(Items from a dataset)
------

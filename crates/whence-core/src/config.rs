//! The immutable lookup record consumed by the condition factory.

use std::collections::HashMap;

use serde::{Deserialize, Serialize};

use crate::calendar::{DayTime, MonthDay};

/// A time-of-day window. The end may carry hour 24, meaning end of day.
#[derive(Debug, Clone, Copy, Serialize, Deserialize)]
pub struct DayTimeRange {
    pub start: DayTime,
    pub end: DayTime,
}

/// A month-day window. Months here are 1-based, as configured.
#[derive(Debug, Clone, Copy, Serialize, Deserialize)]
pub struct MonthDayRange {
    pub start: MonthDay,
    pub end: MonthDay,
}

#[derive(Debug, Clone, Copy, Serialize, Deserialize)]
pub struct SeasonWindow {
    pub northern: MonthDayRange,
    pub southern: MonthDayRange,
}

/// Name tables and flags for the factory. Every field has a default so a
/// configuration file only needs to override what it changes.
#[derive(Debug, Clone, Serialize, Deserialize)]
pub struct Config {
    #[serde(default = "default_true")]
    pub week_starts_on_monday: bool,
    #[serde(default)]
    pub southern_hemisphere: bool,
    /// Index 0 is Sunday.
    #[serde(default = "default_day_names")]
    pub day_names: Vec<String>,
    #[serde(default = "default_month_names")]
    pub month_names: Vec<String>,
    #[serde(default = "default_short_month_names")]
    pub short_month_names: Vec<String>,
    #[serde(default = "default_day_parts")]
    pub day_parts: HashMap<String, DayTimeRange>,
    /// Season windows carry 1-based months.
    #[serde(default = "default_seasons")]
    pub seasons: HashMap<String, SeasonWindow>,
    /// Lowercase full and three-letter day names to their index.
    #[serde(default = "default_weekday_numbers")]
    pub weekday_numbers: HashMap<String, u32>,
}

impl Default for Config {
    fn default() -> Self {
        Self {
            week_starts_on_monday: true,
            southern_hemisphere: false,
            day_names: default_day_names(),
            month_names: default_month_names(),
            short_month_names: default_short_month_names(),
            day_parts: default_day_parts(),
            seasons: default_seasons(),
            weekday_numbers: default_weekday_numbers(),
        }
    }
}

impl Config {
    /// Case-insensitive weekday lookup.
    pub fn weekday_number(&self, name: &str) -> Option<u32> {
        self.weekday_numbers.get(&name.to_lowercase()).copied()
    }

    /// Case-insensitive month lookup over full and short names, 0-based.
    pub fn month_index(&self, name: &str) -> Option<u32> {
        let needle = name.to_lowercase();
        self.month_names
            .iter()
            .chain(self.short_month_names.iter())
            .position(|m| m.to_lowercase() == needle)
            .map(|i| (i % 12) as u32)
    }

    pub fn day_part(&self, name: &str) -> Option<&DayTimeRange> {
        self.day_parts.get(&name.to_lowercase())
    }

    pub fn season(&self, name: &str) -> Option<&SeasonWindow> {
        self.seasons.get(&name.to_lowercase())
    }
}

fn default_true() -> bool {
    true
}

fn default_day_names() -> Vec<String> {
    ["Sunday", "Monday", "Tuesday", "Wednesday", "Thursday", "Friday", "Saturday"]
        .map(String::from)
        .to_vec()
}

fn default_month_names() -> Vec<String> {
    [
        "January", "February", "March", "April", "May", "June", "July", "August", "September",
        "October", "November", "December",
    ]
    .map(String::from)
    .to_vec()
}

fn default_short_month_names() -> Vec<String> {
    ["jan", "feb", "mar", "apr", "may", "jun", "jul", "aug", "sep", "oct", "nov", "dec"]
        .map(String::from)
        .to_vec()
}

fn default_weekday_numbers() -> HashMap<String, u32> {
    let mut numbers = HashMap::new();
    for (i, name) in default_day_names().iter().enumerate() {
        let full = name.to_lowercase();
        numbers.insert(full[..3].to_string(), i as u32);
        numbers.insert(full, i as u32);
    }
    numbers
}

fn default_day_parts() -> HashMap<String, DayTimeRange> {
    let window = |start, end| DayTimeRange {
        start: DayTime { hour: start, minute: 0 },
        end: DayTime { hour: end, minute: 0 },
    };
    HashMap::from([
        ("morning".to_string(), window(6, 12)),
        ("afternoon".to_string(), window(12, 18)),
        ("evening".to_string(), window(18, 24)),
        ("night".to_string(), window(0, 6)),
    ])
}

fn default_seasons() -> HashMap<String, SeasonWindow> {
    let window = |sm, sd, em, ed| MonthDayRange {
        start: MonthDay { month: sm, day: sd },
        end: MonthDay { month: em, day: ed },
    };
    let spring = window(3, 21, 6, 20);
    let summer = window(6, 21, 9, 22);
    let autumn = window(9, 23, 12, 20);
    let winter = window(12, 21, 3, 20);
    HashMap::from([
        ("spring".to_string(), SeasonWindow { northern: spring, southern: autumn }),
        ("summer".to_string(), SeasonWindow { northern: summer, southern: winter }),
        ("autumn".to_string(), SeasonWindow { northern: autumn, southern: spring }),
        ("fall".to_string(), SeasonWindow { northern: autumn, southern: spring }),
        ("winter".to_string(), SeasonWindow { northern: winter, southern: summer }),
    ])
}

------

Please give every entry again, precisely as it appears.

ANSWER TO THIS TASK ::
filename crates/whence-core/src/config.rs
//! The immutable lookup record consumed by the condition factory.

use std::collections::HashMap;

use serde::{Deserialize, Serialize};

use crate::calendar::{DayTime, MonthDay};

/// A time-of-day window. The end may carry hour 24, meaning end of day.
#[derive(Debug, Clone, Copy, Serialize, Deserialize)]
pub struct DayTimeRange {
    pub start: DayTime,
    pub end: DayTime,
}

/// A month-day window. Months here are 1-based, as configured.
#[derive(Debug, Clone, Copy, Serialize, Deserialize)]
pub struct MonthDayRange {
    pub start: MonthDay,
    pub end: MonthDay,
}

#[derive(Debug, Clone, Copy, Serialize, Deserialize)]
pub struct SeasonWindow {
    pub northern: MonthDayRange,
    pub southern: MonthDayRange,
}

/// Name tables and flags for the factory. Every field has a default so a
/// configuration file only needs to override what it changes.
#[derive(Debug, Clone, Serialize, Deserialize)]
pub struct Config {
    #[serde(default = "default_true")]
    pub week_starts_on_monday: bool,
    #[serde(default)]
    pub southern_hemisphere: bool,
    /// Index 0 is Sunday.
    #[serde(default = "default_day_names")]
    pub day_names: Vec<String>,
    #[serde(default = "default_month_names")]
    pub month_names: Vec<String>,
    #[serde(default = "default_short_month_names")]
    pub short_month_names: Vec<String>,
    #[serde(default = "default_day_parts")]
    pub day_parts: HashMap<String, DayTimeRange>,
    /// Season windows carry 1-based months.
    #[serde(default = "default_seasons")]
    pub seasons: HashMap<String, SeasonWindow>,
    /// Lowercase full and three-letter day names to their index.
    #[serde(default = "default_weekday_numbers")]
    pub weekday_numbers: HashMap<String, u32>,
}

impl Default for Config {
    fn default() -> Self {
        Self {
            week_starts_on_monday: true,
            southern_hemisphere: false,
            day_names: default_day_names(),
            month_names: default_month_names(),
            short_month_names: default_short_month_names(),
            day_parts: default_day_parts(),
            seasons: default_seasons(),
            weekday_numbers: default_weekday_numbers(),
        }
    }
}

impl Config {
    /// Case-insensitive weekday lookup.
    pub fn weekday_number(&self, name: &str) -> Option<u32> {
        self.weekday_numbers.get(&name.to_lowercase()).copied()
    }

    /// Case-insensitive month lookup over full and short names, 0-based.
    pub fn month_index(&self, name: &str) -> Option<u32> {
        let needle = name.to_lowercase();
        self.month_names
            .iter()
            .chain(self.short_month_names.iter())
            .position(|m| m.to_lowercase() == needle)
            .map(|i| (i % 12) as u32)
    }

    pub fn day_part(&self, name: &str) -> Option<&DayTimeRange> {
        self.day_parts.get(&name.to_lowercase())
    }

    pub fn season(&self, name: &str) -> Option<&SeasonWindow> {
        self.seasons.get(&name.to_lowercase())
    }
}

fn default_true() -> bool {
    true
}

fn default_day_names() -> Vec<String> {
    ["Sunday", "Monday", "Tuesday", "Wednesday", "Thursday", "Friday", "Saturday"]
        .map(String::from)
        .to_vec()
}

fn default_month_names() -> Vec<String> {
    [
        "January", "February", "March", "April", "May", "June", "July", "August", "September",
        "October", "November", "December",
    ]
    .map(String::from)
    .to_vec()
}

fn default_short_month_names() -> Vec<String> {
    ["jan", "feb", "mar", "apr", "may", "jun", "jul", "aug", "sep", "oct", "nov", "dec"]
        .map(String::from)
        .to_vec()
}

fn default_weekday_numbers() -> HashMap<String, u32> {
    let mut numbers = HashMap::new();
    for (i, name) in default_day_names().iter().enumerate() {
        let full = name.to_lowercase();
        numbers.insert(full[..3].to_string(), i as u32);
        numbers.insert(full, i as u32);
    }
    numbers
}

fn default_day_parts() -> HashMap<String, DayTimeRange> {
    let window = |start, end| DayTimeRange {
        start: DayTime { hour: start, minute: 0 },
        end: DayTime { hour: end, minute: 0 },
    };
    HashMap::from([
        ("morning".to_string(), window(6, 12)),
        ("afternoon".to_string(), window(12, 18)),
        ("evening".to_string(), window(18, 24)),
        ("night".to_string(), window(0, 6)),
    ])
}

fn default_seasons() -> HashMap<String, SeasonWindow> {
    let window = |sm, sd, em, ed| MonthDayRange {
        start: MonthDay { month: sm, day: sd },
        end: MonthDay { month: em, day: ed },
    };
    let spring = window(3, 21, 6, 20);
    let summer = window(6, 21, 9, 22);
    let autumn = window(9, 23, 12, 20);
    let winter = window(12, 21, 3, 20);
    HashMap::from([
        ("spring".to_string(), SeasonWindow { northern: spring, southern: autumn }),
        ("summer".to_string(), SeasonWindow { northern: summer, southern: winter }),
        ("autumn".to_string(), SeasonWindow { northern: autumn, southern: spring }),
        ("fall".to_string(), SeasonWindow { northern: autumn, southern: spring }),
        ("winter".to_string(), SeasonWindow { northern: winter, southern: summer }),
    ])
}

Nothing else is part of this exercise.